There was a bulge in the baby’s axilla (armpit) that I had previously assumed to be regular baby pudge that had an odd texture to the overlying skin. A gentle press on the bulge produced the worst crying yet, so this appeared to be the source of the pain. I asked the mother if the baby had any skin conditions, and she gave an affirmative answer and noted that she had informed the physician about it, but that the physician did not think it was the source of the baby’s apparent pain. Now, at this point, I didn’t have a lot of medical training, but I had enough experience to know that something was weird here. I pressed and prodded lightly around the bulge and determined that there was some kind of mass or other abnormality under the skin there. But I had my orders. I finished the splint and told the mother that I’d follow up with the nurse and physician about the bulge.
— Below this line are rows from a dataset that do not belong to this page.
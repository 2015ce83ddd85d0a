//! Output type/length inference over plan nodes, memoized per node.
//!
//! Inference runs per kind, bottom-up. Lengths that are not statically
//! knowable (downstream of a reduction or filter) report `UNKNOWN_LENGTH`.

use quarry_codec::manifest::TableManifest;
use quarry_core::error::{Error, Result};
use quarry_core::value::LogicalType;

use crate::hash::{hash_chunks, Hash256};
use crate::node::{NodeInfo, OperatorKind, PlanNode};

/// Sentinel for "not statically knowable".
pub const UNKNOWN_LENGTH: i64 = -1;

pub fn infer_output_types(node: &PlanNode) -> Result<Vec<LogicalType>> {
    Ok(node_info(node)?.output_types)
}

pub fn infer_output_length(node: &PlanNode) -> Result<i64> {
    Ok(node_info(node)?.output_length)
}

/// Stable content hash of the plan rooted at `node`.
pub fn plan_hash(node: &PlanNode) -> Result<Hash256> {
    Ok(node_info(node)?.hash)
}

/// Inferred output shape plus hash, cached in the node's sidecar.
pub fn node_info(node: &PlanNode) -> Result<NodeInfo> {
    if let Some(info) = node.cached.get() {
        return Ok(info.clone());
    }
    let info = compute_info(node)?;
    // Another thread may have raced us; either copy is identical.
    let _ = node.cached.set(info.clone());
    Ok(info)
}

fn compute_info(node: &PlanNode) -> Result<NodeInfo> {
    let inputs: Vec<NodeInfo> = node
        .inputs()
        .iter()
        .map(|input| node_info(input))
        .collect::<Result<_>>()?;

    let (output_types, output_length) = match node.kind() {
        OperatorKind::Range => {
            let start = node.int_param("start")?;
            let end = node.int_param("end")?;
            if end < start {
                return Err(Error::Plan(format!(
                    "range end {end} precedes start {start}"
                )));
            }
            (vec![LogicalType::Int], end - start)
        }
        OperatorKind::Scan => {
            let manifest = TableManifest::load(node.str_param("manifest")?)?;
            (manifest.column_types.clone(), manifest.num_rows as i64)
        }
        OperatorKind::Transform => {
            let out = node.type_param("output_type")?;
            (vec![out], inputs[0].output_length)
        }
        OperatorKind::BinaryTransform => {
            let out = node.type_param("output_type")?;
            let len = merged_linear_length(&inputs[0], &inputs[1], node)?;
            (vec![out], len)
        }
        OperatorKind::Project => {
            let indices = node.index_list_param("columns")?;
            let input_types = &inputs[0].output_types;
            let mut types = Vec::with_capacity(indices.len());
            for idx in indices {
                let t = input_types.get(idx).ok_or_else(|| {
                    Error::Plan(format!(
                        "project index {idx} out of range for {} columns",
                        input_types.len()
                    ))
                })?;
                types.push(*t);
            }
            (types, inputs[0].output_length)
        }
        OperatorKind::Union => {
            let mut types = inputs[0].output_types.clone();
            types.extend(&inputs[1].output_types);
            let len = merged_linear_length(&inputs[0], &inputs[1], node)?;
            (types, len)
        }
        OperatorKind::LogicalFilter => {
            (inputs[0].output_types.clone(), UNKNOWN_LENGTH)
        }
        OperatorKind::Reduce => {
            let out = node.type_param("output_type")?;
            (vec![out], UNKNOWN_LENGTH)
        }
    };

    // The node hash covers the kind, scalar params, opaque keys, and the
    // input hashes; opaque payloads are process-local and hash by key only.
    let params_json = serde_json::to_vec(node.params())?;
    let mut chunks: Vec<Vec<u8>> = Vec::with_capacity(3 + inputs.len());
    chunks.push(node.kind().name().as_bytes().to_vec());
    chunks.push(params_json);
    for key in node.opaque_keys() {
        chunks.push(key.as_bytes().to_vec());
    }
    for input in &inputs {
        chunks.push(input.hash.0.to_vec());
    }
    let hash = hash_chunks(chunks.iter().map(|c| c.as_slice()));

    Ok(NodeInfo {
        output_types,
        output_length,
        hash,
    })
}

/// Linear binary operators co-iterate their inputs; statically known lengths
/// must already agree.
fn merged_linear_length(a: &NodeInfo, b: &NodeInfo, node: &PlanNode) -> Result<i64> {
    match (a.output_length, b.output_length) {
        (UNKNOWN_LENGTH, len) | (len, UNKNOWN_LENGTH) => Ok(len),
        (la, lb) if la == lb => Ok(la),
        (la, lb) => Err(Error::Shape(format!(
            "{} inputs have mismatched lengths {la} and {lb}",
            node.kind().name()
        ))),
    }
}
Once I exited the patient’s room, I quickly sought out the assigned nurse and told her about the bulge I had found. She was doubtful, but with my insistence, she passed along the information to the physician as I scurried off to assist with that second tib-fib. That one didn’t fight, but the patient was an athlete, and it was hard work to resist the muscles of their leg with my not-so-developed arms and shoulders. I fully admit that I have noodle arms and have never pretended to have significant upper body strength.
Now positively stumbling with fatigue, I left the second sedation to go check in with the baby’s nurse to find out what the physician had to say about my findings. The nurse told me that I was correct. There was something there that the physician had overlooked on exam that turned out to be a pretty significant abscess. There was a slew of new orders in for labs, an IV, medications, and admission that had been added on and I was tasked with removing the tiny splint and helping with the IV and labs.
It was a small thing. Something easy to miss on an exam given that babies are not very good at communicating where they have pain. I really only noticed it because of the manipulation I had to perform for the splint and previous experience working in a surgical practice where we saw abscesses and skin infections reasonably frequently. It was an exhausting night, but I hold no small amount of pride for catching that near miss and preventing the patient from being discharged without appropriate treatment.
That experience taught me the importance of performing thorough physical examinations that make use of all the senses at your disposal. In our osteopathic manipulative medicine coursework, there is a huge emphasis on diagnosis through palpation and physical sensation through direct contact. It’s not a terribly common practice in medicine overall, particularly not in emergency medicine, but it is a very useful skill that I intend to hone and make good use of throughout my career.